Data for review -
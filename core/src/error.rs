//! Error types for the upstream employee client.
//!
//! # Design
//! Three upstream failure kinds share one `UpstreamError`. Absence of a
//! record is not an error and never appears here: lookups return `Option`.

use thiserror::Error;

/// Failure raised by the upstream client. Every variant names the logical
/// operation that failed, e.g. "fetching all employees".
#[derive(Debug, Error)]
pub enum UpstreamError {
    /// The upstream answered 429. Not retried here.
    #[error("rate limit exceeded while {operation}")]
    RateLimited { operation: &'static str },

    /// Any other non-success status, a response body that failed to decode,
    /// or a request that could not be encoded. `status` is `None` only in the
    /// last case, where nothing was sent.
    #[error("failed {operation}: {message}")]
    RequestFailed {
        operation: &'static str,
        status: Option<u16>,
        message: String,
    },

    /// No response at all: refused connection, DNS failure, timeout.
    #[error("unable to connect to upstream while {operation}: {message}")]
    Unreachable {
        operation: &'static str,
        message: String,
    },
}

/// Discriminant of `UpstreamError`, for callers that only branch on kind.
#[derive(Debug, Clone, Copy, PartialEq, Eq)]
pub enum UpstreamErrorKind {
    RateLimited,
    UpstreamRequestFailed,
    UpstreamUnreachable,
}

impl UpstreamError {
    pub fn kind(&self) -> UpstreamErrorKind {
        match self {
            UpstreamError::RateLimited { .. } => UpstreamErrorKind::RateLimited,
            UpstreamError::RequestFailed { .. } => UpstreamErrorKind::UpstreamRequestFailed,
            UpstreamError::Unreachable { .. } => UpstreamErrorKind::UpstreamUnreachable,
        }
    }

    pub fn operation(&self) -> &'static str {
        match self {
            UpstreamError::RateLimited { operation }
            | UpstreamError::RequestFailed { operation, .. }
            | UpstreamError::Unreachable { operation, .. } => operation,
        }
    }
}

/// Failure reported by a `Transport`.
#[derive(Debug, Clone, Error)]
pub enum TransportError {
    /// No response arrived: refused connection, DNS failure, timeout.
    #[error("{0}")]
    Connect(String),

    /// A status line arrived but its body could not be read.
    #[error("unreadable response body (HTTP {status}): {message}")]
    UnreadableBody { status: u16, message: String },
}

impl TransportError {
    pub fn new(message: impl Into<String>) -> Self {
        Self::Connect(message.into())
    }
}
//! REST façade over the upstream employee API.
//!
//! # Overview
//! Exposes list, search, get, create and delete endpoints plus the highest
//! salary and top-earner views under `/api/v1/employees`. All record work is
//! delegated to `employee_core::EmployeeService`; this crate owns routing,
//! payload validation, configuration and the real HTTP transport.

pub mod config;
pub mod payload;
pub mod routes;
pub mod transport;

pub use config::{Config, ConfigError};
pub use routes::{router, BASE_PATH};
pub use transport::UreqTransport;

use employee_core::{EmployeeClient, EmployeeService};

/// Wire the production service from configuration.
pub fn service(config: &Config) -> EmployeeService<UreqTransport> {
    EmployeeService::new(
        EmployeeClient::new(config.upstream_base_url.as_str()),
        UreqTransport::new(config.upstream_timeout()),
    )
}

Exercise aim - Take the word "record" and find each line of the material that contains it. Copy those lines.

Exercise response -
//! record is not an error and never appears here: lookups return `Option`.
//! salary and top-earner views under `/api/v1/employees`. All record work is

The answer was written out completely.